Panji, melalui penasihat hukumnya, Hendra Efendi, telah mendaftarkan gugatan tersebut ke Pengadilan Negeri Jakarta Pusat dengan nomor perkara 415/Pdt.G/2023/PN Jkt.Pst. Gugatan ini diajukan pada hari Rabu (5/7/2023) pekan lalu dengan klasifikasi perkara perbuatan melawan hukum.
Tergugat dalam kasus ini adalah Anwar Abbas, dan Majelis Ulama Indonesia juga ikut ditarik dalam gugatan yang diajukan oleh Panji.
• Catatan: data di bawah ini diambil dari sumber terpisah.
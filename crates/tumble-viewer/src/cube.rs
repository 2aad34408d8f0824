//! Unit cube with per-face normals and UVs.

use tumble_engine::device::{MeshData, MeshVertex};
use tumble_engine::math::Vec3;

/// Outward normal plus an in-face basis `(u, v)` with `u × v = normal`, so
/// corners walked `-u-v, +u-v, +u+v, -u+v` are counter-clockwise from outside.
const FACES: [(Vec3, Vec3, Vec3); 6] = [
    (Vec3::new(1.0, 0.0, 0.0), Vec3::new(0.0, 0.0, -1.0), Vec3::new(0.0, 1.0, 0.0)),
    (Vec3::new(-1.0, 0.0, 0.0), Vec3::new(0.0, 0.0, 1.0), Vec3::new(0.0, 1.0, 0.0)),
    (Vec3::new(0.0, 1.0, 0.0), Vec3::new(1.0, 0.0, 0.0), Vec3::new(0.0, 0.0, -1.0)),
    (Vec3::new(0.0, -1.0, 0.0), Vec3::new(1.0, 0.0, 0.0), Vec3::new(0.0, 0.0, 1.0)),
    (Vec3::new(0.0, 0.0, 1.0), Vec3::new(1.0, 0.0, 0.0), Vec3::new(0.0, 1.0, 0.0)),
    (Vec3::new(0.0, 0.0, -1.0), Vec3::new(-1.0, 0.0, 0.0), Vec3::new(0.0, 1.0, 0.0)),
];

/// Corner signs along `(u, v)` and the matching texture coordinates (v down).
const CORNERS: [(f32, f32, [f32; 2]); 4] = [
    (-1.0, -1.0, [0.0, 1.0]),
    (1.0, -1.0, [1.0, 1.0]),
    (1.0, 1.0, [1.0, 0.0]),
    (-1.0, 1.0, [0.0, 0.0]),
];

/// Axis-aligned cube centred on the origin: 24 vertices, 36 indices.
pub fn cube(size: f32) -> MeshData {
    let h = size * 0.5;
    let mut vertices = Vec::with_capacity(24);
    let mut indices = Vec::with_capacity(36);

    for (normal, u, v) in FACES {
        let base = vertices.len() as u16;
        for (su, sv, uv) in CORNERS {
            let p = (normal + u * su + v * sv) * h;
            vertices.push(MeshVertex::new(p.to_array(), normal.to_array(), uv));
        }
        indices.extend_from_slice(&[base, base + 1, base + 2, base, base + 2, base + 3]);
    }

    MeshData { vertices, indices }
}

#[cfg(test)]
mod tests {
    use super::*;

    fn v3(a: [f32; 3]) -> Vec3 {
        Vec3::new(a[0], a[1], a[2])
    }

    #[test]
    fn counts() {
        let m = cube(1.0);
        assert_eq!(m.vertices.len(), 24);
        assert_eq!(m.indices.len(), 36);
        assert_eq!(m.problem(), None);
    }

    #[test]
    fn corners_on_the_surface() {
        let m = cube(2.0);
        for v in &m.vertices {
            assert!(v.position.iter().all(|c| c.abs() == 1.0), "{:?}", v.position);
        }
    }

    #[test]
    fn triangles_wind_counter_clockwise_from_outside() {
        let m = cube(1.0);
        for tri in m.indices.chunks_exact(3) {
            let [a, b, c] = [tri[0], tri[1], tri[2]].map(|i| &m.vertices[usize::from(i)]);
            let winding = (v3(b.position) - v3(a.position)).cross(v3(c.position) - v3(a.position));
            assert!(winding.dot(v3(a.normal)) > 0.0);
        }
    }

    #[test]
    fn normals_point_outward() {
        let m = cube(1.0);
        for v in &m.vertices {
            assert!(v3(v.position).dot(v3(v.normal)) > 0.0);
        }
    }
}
Gugatan ini tidak main-main, dengan klaim kerugian yang disampaikan oleh Hendra adalah kerugian materi sebesar Rp 1 dan kerugian imaterial sebesar Rp 1 triliun.
“Dalam surat gugatan kami, kami menjelaskan semua hal yang perlu dijelaskan, dan kami juga menuntut ganti rugi sebesar Rp 1 dan Rp 1 triliun atas kerugian materi dan imaterial,” ujar Hendra dalam keterangan tertulis pada Senin (10/7/2023) malam seperti dikutip kompas.com.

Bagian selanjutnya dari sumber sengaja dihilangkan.